Last night at 1:00AM I observed three drones.   They haven’t stopped flying.  But….

It’s all over!

That’s right. It’s all over.  The Government told us squat.  Our Police didn’t know whether to sheit or go blind. Our local politicians soiled their britches and mouthed aggressive platitudes about how they’re “Going get to the bottom of this!”  Now they’re locked in their offices with their cell phones going to “message”.

Congress had their Select Committee Meetings in Camera.  And we got crickets.

Like the man said at the end of Rambo – “It’s over, Johnny….”

Our own government has just dropped a burning bag of dog poop on our front porches, rang the doorbell and ran away.  We’ve been gaslighted, hand-jobbed and flipped the bird.

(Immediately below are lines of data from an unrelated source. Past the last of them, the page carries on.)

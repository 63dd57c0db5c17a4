//! Black-box invariant tests for the mitigation pipeline, exercised the way
//! an external caller would: only through `mitigate`, never the private
//! curve helpers.

use strikecore::mitigation::{mitigate, Defenses};
use strikecore::types::DamageType;

fn defenses(armor: i32, resist_physical: i32) -> Defenses {
    Defenses { armor, resist_physical, resist_fire: 0, resist_frost: 0, resist_arcane: 0 }
}

#[test]
fn mitigated_never_exceeds_raw() {
    for raw in [1, 10, 100, 500, 5000] {
        for armor in [0, 10, 50, 200] {
            for resist in [0, 30, 90] {
                let r = mitigate(raw, DamageType::Physical, defenses(armor, resist), 100_000);
                assert!(r.mitigated <= raw, "mitigated {} exceeded raw {} (armor {}, resist {})", r.mitigated, raw, armor, resist);
            }
        }
    }
}

#[test]
fn mitigated_is_at_least_one_against_a_living_defender() {
    let r = mitigate(5, DamageType::Physical, defenses(100_000, 90), 1000);
    assert_eq!(r.mitigated, 1);
}

#[test]
fn soft_cap_five_percent_floor_holds_for_large_physical_hits() {
    for raw in [100, 250, 1000, 10_000] {
        let r = mitigate(raw, DamageType::Physical, defenses(raw, 90), 1_000_000);
        let floor = ((raw as f32) * 0.05).floor() as i32;
        assert!(r.mitigated >= floor, "raw {} mitigated {} below floor {}", raw, r.mitigated, floor);
    }
}

#[test]
fn below_softcap_minimum_raw_is_unaffected_by_the_floor() {
    // Below SOFTCAP_MIN_RAW (100) the floor clause never engages; heavy
    // armor/resist can still crush small hits down to the universal 1-damage floor.
    let r = mitigate(20, DamageType::Physical, defenses(1000, 90), 1000);
    assert_eq!(r.mitigated, 1);
}

#[test]
fn overkill_is_zero_while_damage_stays_under_remaining_health() {
    let r = mitigate(10, DamageType::Physical, defenses(0, 0), 1000);
    assert_eq!(r.overkill, 0);
}

#[test]
fn dead_defender_is_a_no_op() {
    let r = mitigate(9999, DamageType::Physical, defenses(0, 0), 0);
    assert_eq!(r.mitigated, 0);
    assert_eq!(r.overkill, 0);
}

#[test]
fn true_damage_ignores_armor_and_resist() {
    let r = mitigate(77, DamageType::True, defenses(10_000, 90), 1000);
    assert_eq!(r.mitigated, 77);
}

#[test]
fn elemental_resist_reduces_proportionally() {
    let d = Defenses { armor: 0, resist_physical: 0, resist_fire: 25, resist_frost: 0, resist_arcane: 0 };
    let r = mitigate(200, DamageType::Fire, d, 10_000);
    assert_eq!(r.mitigated, 150);
}
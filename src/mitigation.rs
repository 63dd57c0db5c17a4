//! Mitigation.
//!
//! Pure function mapping (raw damage, damage type, defender defenses) to
//! (mitigated, overkill), with a physical resist curve that bends toward a
//! hard cap and a percentage floor against huge hits (the soft cap).

use crate::types::DamageType;

pub const SOFTCAP_MIN_RAW: i32 = 100;
pub const SOFTCAP_THRESHOLD: f32 = 0.65;
pub const SOFTCAP_SLOPE: f32 = 0.45;
pub const SOFTCAP_MAX_REDUCTION: f32 = 0.85;

/// Defender-side defenses consumed by `mitigate`. `armor` is separated from
/// the rest so callers (strike evaluation) can pass a penetration-adjusted
/// override without mutating the defender.
#[derive(Debug, Clone, Copy, Default)]
pub struct Defenses {
    pub armor: i32,
    pub resist_physical: i32,
    pub resist_fire: i32,
    pub resist_frost: i32,
    pub resist_arcane: i32,
}

#[derive(Debug, Clone, Copy, Default)]
pub struct MitigationResult {
    pub mitigated: i32,
    pub overkill: i32,
}

/// Physical resistance curve: linear to 50%, diminishing returns to 75% cap
/// (90 raw resist maps to 70 effective).
fn effective_physical_resist(raw_percent: i32) -> f32 {
    let p = raw_percent.clamp(0, 90) as f32;
    let eff = if p <= 50.0 { p } else { 50.0 + (p - 50.0) * 0.5 };
    eff.clamp(0.0, 75.0)
}

fn clamp_resist(percent: i32) -> i32 {
    percent.clamp(0, 90)
}

/// Mitigate `raw` damage of `damage_type` against `defenses`, returning
/// mitigated damage and overkill relative to `defender_health`. `raw` must
/// already be non-negative; `defender_health <= 0.0` (already dead) yields
/// zero mitigated damage.
pub fn mitigate(
    raw: i32,
    damage_type: DamageType,
    defenses: Defenses,
    defender_health: i32,
) -> MitigationResult {
    if defender_health <= 0 {
        return MitigationResult { mitigated: 0, overkill: 0 };
    }
    let raw = raw.max(0);

    let mut dmg = if damage_type == DamageType::True {
        raw
    } else if damage_type == DamageType::Physical {
        mitigate_physical(raw, defenses)
    } else {
        mitigate_elemental(raw, damage_type, defenses)
    };

    if dmg < 1 {
        dmg = 1;
    }

    let overkill = if defender_health - dmg < 0 {
        dmg - defender_health
    } else {
        0
    };

    MitigationResult { mitigated: dmg, overkill }
}

fn mitigate_physical(raw: i32, defenses: Defenses) -> i32 {
    let armor = defenses.armor;
    let mut dmg = if armor > 0 {
        if armor >= raw {
            raw.min(1)
        } else {
            raw - armor
        }
    } else {
        raw
    };

    let pr_raw = clamp_resist(defenses.resist_physical);
    let effective = effective_physical_resist(pr_raw);
    if effective > 0.0 {
        let reduce = ((dmg as f32) * effective / 100.0).floor() as i32;
        dmg -= reduce;
    }

    if raw >= SOFTCAP_MIN_RAW {
        let mut armor_frac = 0.0f32;
        if armor > 0 {
            armor_frac = (armor as f32) / ((raw + armor) as f32);
            armor_frac = armor_frac.min(0.90);
        }
        let total_frac = armor_frac + effective / 100.0;
        if total_frac > SOFTCAP_THRESHOLD {
            let excess = total_frac - SOFTCAP_THRESHOLD;
            let adjusted = excess * SOFTCAP_SLOPE;
            let capped_total = (SOFTCAP_THRESHOLD + adjusted).min(SOFTCAP_MAX_REDUCTION);
            let target = ((raw as f32) * (1.0 - capped_total) + 0.5).floor() as i32;
            let target = target.max(1);
            if target < dmg {
                dmg = target;
            }
            let floor_min = ((raw as f32) * 0.05 + 0.5).floor() as i32;
            if dmg < floor_min {
                dmg = floor_min;
            }
        }
    }

    dmg
}

fn mitigate_elemental(raw: i32, damage_type: DamageType, defenses: Defenses) -> i32 {
    let resist = match damage_type {
        DamageType::Fire => defenses.resist_fire,
        DamageType::Frost => defenses.resist_frost,
        DamageType::Arcane => defenses.resist_arcane,
        _ => 0,
    };
    let resist = clamp_resist(resist);
    if resist <= 0 {
        return raw;
    }
    let reduce = (raw * resist) / 100;
    raw - reduce
}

If I wasn’t in and from New Jersey, I’d be offended.

These things are still flying around – sightings from New Jersey to Ohio to Virginia to Tennessee are still being filmed.  Sure, some may be manned aircraft mistaken for drones, but many are legitimate mysterious, inexplicable airframes.  Many are drones of uncertain provenance.

Our government – or some rogue part of it – is doing something they don’t want us to know about.  With our tax money.  And they’re getting away with it.

At this point I call this “Drone Flap” over.  Nobody is going to explain anything until a tidy, government-scrubbed press release is distributed a few weeks from now (if ever) blowing some “official” narrative smoke up our collective asses.  People will then be expected to nod and move on.

To paraphrase T. S. Elliot:  This is how the Drones end – not with a bang but a whimper.